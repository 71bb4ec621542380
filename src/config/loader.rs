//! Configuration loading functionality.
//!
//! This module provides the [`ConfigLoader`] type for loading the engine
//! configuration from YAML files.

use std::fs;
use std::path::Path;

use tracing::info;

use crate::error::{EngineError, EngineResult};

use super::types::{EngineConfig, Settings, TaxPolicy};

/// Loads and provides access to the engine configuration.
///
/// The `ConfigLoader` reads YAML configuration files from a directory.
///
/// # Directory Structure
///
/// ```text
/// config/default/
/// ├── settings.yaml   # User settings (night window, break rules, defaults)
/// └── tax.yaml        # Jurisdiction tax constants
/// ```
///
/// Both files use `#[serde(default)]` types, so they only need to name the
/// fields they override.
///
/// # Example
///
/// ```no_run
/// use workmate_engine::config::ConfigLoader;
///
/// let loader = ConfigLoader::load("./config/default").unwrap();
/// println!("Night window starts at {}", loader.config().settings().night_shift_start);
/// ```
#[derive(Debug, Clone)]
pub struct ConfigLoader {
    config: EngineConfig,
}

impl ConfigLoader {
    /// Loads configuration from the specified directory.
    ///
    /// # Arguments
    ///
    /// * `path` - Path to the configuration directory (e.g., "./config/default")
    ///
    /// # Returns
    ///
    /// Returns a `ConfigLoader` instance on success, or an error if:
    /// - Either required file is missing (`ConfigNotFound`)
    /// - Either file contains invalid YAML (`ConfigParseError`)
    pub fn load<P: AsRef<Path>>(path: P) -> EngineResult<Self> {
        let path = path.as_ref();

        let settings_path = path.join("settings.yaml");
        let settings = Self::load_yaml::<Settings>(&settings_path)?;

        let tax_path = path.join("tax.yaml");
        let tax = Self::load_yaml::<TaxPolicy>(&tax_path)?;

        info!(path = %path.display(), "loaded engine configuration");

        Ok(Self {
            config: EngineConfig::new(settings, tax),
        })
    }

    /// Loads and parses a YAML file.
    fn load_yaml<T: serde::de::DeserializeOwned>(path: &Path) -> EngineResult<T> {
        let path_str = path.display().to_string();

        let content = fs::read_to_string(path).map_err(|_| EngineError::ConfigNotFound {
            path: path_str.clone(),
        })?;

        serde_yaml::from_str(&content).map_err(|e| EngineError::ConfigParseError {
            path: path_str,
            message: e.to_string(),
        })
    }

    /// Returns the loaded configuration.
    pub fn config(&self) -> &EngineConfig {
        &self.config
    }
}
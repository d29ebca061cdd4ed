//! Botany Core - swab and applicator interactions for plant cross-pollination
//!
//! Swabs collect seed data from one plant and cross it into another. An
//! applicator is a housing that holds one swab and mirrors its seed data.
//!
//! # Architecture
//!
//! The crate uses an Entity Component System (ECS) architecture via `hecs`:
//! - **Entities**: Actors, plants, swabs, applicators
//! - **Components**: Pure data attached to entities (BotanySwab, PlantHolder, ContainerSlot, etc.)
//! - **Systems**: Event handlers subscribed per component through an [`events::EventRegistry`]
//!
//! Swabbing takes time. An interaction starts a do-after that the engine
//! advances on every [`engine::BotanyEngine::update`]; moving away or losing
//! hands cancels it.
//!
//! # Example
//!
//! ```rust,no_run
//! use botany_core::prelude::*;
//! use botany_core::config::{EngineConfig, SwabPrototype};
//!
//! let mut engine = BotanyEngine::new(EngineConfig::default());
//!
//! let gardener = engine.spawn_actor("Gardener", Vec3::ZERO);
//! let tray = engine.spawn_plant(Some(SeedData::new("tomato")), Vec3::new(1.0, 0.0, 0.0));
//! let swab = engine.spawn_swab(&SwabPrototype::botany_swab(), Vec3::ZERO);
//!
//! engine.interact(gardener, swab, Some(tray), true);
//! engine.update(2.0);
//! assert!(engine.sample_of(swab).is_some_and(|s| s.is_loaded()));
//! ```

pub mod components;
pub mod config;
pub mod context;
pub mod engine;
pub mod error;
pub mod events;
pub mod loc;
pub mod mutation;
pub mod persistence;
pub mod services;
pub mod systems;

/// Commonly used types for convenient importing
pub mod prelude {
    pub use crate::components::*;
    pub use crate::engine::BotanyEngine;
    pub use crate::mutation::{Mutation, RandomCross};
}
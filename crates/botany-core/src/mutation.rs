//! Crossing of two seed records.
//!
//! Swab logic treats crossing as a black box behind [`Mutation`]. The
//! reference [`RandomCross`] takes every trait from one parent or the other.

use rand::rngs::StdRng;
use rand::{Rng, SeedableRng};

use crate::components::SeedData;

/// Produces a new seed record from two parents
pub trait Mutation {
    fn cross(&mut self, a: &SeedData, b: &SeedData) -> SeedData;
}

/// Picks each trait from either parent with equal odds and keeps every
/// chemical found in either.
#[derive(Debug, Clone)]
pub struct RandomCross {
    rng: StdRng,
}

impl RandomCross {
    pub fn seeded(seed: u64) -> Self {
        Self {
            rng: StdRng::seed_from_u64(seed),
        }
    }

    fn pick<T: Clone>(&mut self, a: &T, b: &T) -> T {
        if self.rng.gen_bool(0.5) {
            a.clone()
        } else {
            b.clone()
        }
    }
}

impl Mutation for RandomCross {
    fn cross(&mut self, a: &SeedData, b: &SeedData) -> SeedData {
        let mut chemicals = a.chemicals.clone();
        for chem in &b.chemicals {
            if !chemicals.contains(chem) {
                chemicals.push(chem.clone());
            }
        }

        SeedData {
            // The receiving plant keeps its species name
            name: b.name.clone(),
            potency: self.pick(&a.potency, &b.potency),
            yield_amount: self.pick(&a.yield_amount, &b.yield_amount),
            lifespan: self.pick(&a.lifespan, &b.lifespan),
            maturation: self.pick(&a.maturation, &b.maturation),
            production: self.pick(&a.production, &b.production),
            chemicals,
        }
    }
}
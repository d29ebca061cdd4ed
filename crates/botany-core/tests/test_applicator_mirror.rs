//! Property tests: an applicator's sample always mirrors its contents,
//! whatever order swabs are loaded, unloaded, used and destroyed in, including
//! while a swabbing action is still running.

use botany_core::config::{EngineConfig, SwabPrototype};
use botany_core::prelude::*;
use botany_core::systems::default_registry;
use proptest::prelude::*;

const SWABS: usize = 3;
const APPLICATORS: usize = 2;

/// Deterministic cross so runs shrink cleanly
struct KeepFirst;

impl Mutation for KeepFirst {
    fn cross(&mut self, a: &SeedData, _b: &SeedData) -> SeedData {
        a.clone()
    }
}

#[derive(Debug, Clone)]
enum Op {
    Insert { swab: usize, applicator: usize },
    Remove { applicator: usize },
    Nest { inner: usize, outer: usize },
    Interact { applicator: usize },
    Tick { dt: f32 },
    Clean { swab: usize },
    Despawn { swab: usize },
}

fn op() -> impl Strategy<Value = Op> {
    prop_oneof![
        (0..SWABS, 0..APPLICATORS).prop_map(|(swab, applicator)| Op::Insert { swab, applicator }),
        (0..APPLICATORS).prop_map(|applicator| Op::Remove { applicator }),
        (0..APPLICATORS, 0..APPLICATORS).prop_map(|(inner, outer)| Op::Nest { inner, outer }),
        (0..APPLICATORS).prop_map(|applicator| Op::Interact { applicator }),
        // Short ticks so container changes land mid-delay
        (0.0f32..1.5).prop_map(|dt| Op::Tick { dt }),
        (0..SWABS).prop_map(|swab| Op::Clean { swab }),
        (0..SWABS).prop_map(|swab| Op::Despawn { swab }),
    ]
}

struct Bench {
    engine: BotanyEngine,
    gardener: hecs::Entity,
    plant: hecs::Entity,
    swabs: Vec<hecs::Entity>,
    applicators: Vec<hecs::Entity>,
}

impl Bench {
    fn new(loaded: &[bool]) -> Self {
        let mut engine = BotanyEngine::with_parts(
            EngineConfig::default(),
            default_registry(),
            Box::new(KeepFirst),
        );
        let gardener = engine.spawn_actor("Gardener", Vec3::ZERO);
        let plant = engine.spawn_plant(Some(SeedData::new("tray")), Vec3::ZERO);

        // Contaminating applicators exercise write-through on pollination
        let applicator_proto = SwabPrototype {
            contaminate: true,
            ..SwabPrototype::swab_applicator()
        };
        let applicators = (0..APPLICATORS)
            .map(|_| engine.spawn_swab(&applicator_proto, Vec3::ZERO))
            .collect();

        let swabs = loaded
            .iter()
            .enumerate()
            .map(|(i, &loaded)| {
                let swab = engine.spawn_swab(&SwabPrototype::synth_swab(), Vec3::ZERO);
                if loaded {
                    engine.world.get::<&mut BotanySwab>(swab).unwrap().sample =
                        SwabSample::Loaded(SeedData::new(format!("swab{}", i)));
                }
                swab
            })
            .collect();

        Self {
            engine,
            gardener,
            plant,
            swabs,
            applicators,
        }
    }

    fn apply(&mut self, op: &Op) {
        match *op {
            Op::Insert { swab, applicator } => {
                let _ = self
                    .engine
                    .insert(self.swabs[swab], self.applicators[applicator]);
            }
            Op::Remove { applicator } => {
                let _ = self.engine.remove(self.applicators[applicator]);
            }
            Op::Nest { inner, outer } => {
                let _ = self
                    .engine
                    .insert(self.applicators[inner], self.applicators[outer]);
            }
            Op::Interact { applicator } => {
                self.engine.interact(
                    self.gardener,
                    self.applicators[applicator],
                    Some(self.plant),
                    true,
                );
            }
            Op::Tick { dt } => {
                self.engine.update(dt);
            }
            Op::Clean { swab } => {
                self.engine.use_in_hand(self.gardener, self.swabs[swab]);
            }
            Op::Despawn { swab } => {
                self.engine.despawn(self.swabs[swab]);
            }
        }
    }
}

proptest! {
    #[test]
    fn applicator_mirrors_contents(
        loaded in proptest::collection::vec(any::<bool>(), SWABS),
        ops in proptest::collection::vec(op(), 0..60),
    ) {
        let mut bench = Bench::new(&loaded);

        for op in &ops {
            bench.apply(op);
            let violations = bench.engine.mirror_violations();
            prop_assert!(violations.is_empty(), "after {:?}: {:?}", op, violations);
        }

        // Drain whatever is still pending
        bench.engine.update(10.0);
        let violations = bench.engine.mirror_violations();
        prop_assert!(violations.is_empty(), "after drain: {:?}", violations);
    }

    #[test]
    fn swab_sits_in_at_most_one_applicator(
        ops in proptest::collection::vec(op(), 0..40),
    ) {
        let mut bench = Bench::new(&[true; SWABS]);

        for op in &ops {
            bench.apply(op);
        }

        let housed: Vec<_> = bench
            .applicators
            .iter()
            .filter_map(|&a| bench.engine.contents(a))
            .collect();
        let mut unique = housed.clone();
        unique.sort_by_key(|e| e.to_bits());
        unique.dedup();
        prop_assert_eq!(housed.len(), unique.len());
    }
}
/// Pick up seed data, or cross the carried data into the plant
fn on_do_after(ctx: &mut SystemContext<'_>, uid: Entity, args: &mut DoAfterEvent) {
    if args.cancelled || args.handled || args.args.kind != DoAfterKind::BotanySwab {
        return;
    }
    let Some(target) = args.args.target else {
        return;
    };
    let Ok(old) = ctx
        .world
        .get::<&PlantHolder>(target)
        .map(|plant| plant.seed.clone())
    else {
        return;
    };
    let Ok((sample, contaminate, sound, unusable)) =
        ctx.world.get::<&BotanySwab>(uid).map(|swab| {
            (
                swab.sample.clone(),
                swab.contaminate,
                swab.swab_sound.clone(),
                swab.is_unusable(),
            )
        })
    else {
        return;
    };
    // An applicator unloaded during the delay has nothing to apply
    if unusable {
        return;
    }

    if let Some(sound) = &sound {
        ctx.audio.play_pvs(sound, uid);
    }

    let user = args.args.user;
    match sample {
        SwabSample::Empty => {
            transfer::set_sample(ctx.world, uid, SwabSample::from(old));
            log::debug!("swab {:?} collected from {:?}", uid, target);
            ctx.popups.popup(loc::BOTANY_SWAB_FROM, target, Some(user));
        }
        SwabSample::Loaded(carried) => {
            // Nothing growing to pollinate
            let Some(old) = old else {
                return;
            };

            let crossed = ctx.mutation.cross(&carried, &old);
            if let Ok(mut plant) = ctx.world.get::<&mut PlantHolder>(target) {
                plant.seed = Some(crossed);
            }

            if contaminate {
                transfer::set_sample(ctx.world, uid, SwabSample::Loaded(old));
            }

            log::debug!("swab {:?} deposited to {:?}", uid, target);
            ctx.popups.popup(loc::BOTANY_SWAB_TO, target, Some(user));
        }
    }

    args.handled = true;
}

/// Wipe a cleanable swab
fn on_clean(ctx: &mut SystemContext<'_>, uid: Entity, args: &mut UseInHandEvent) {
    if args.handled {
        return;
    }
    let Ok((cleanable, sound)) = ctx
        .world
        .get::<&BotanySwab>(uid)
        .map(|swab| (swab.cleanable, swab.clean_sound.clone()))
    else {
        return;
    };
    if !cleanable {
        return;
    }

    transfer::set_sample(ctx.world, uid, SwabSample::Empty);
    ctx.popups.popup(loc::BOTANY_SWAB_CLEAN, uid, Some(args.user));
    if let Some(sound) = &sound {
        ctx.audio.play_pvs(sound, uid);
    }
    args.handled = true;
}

· · · · ·

With "apply" as the string to look for, count the matching lines in the entries above and report only the number.

4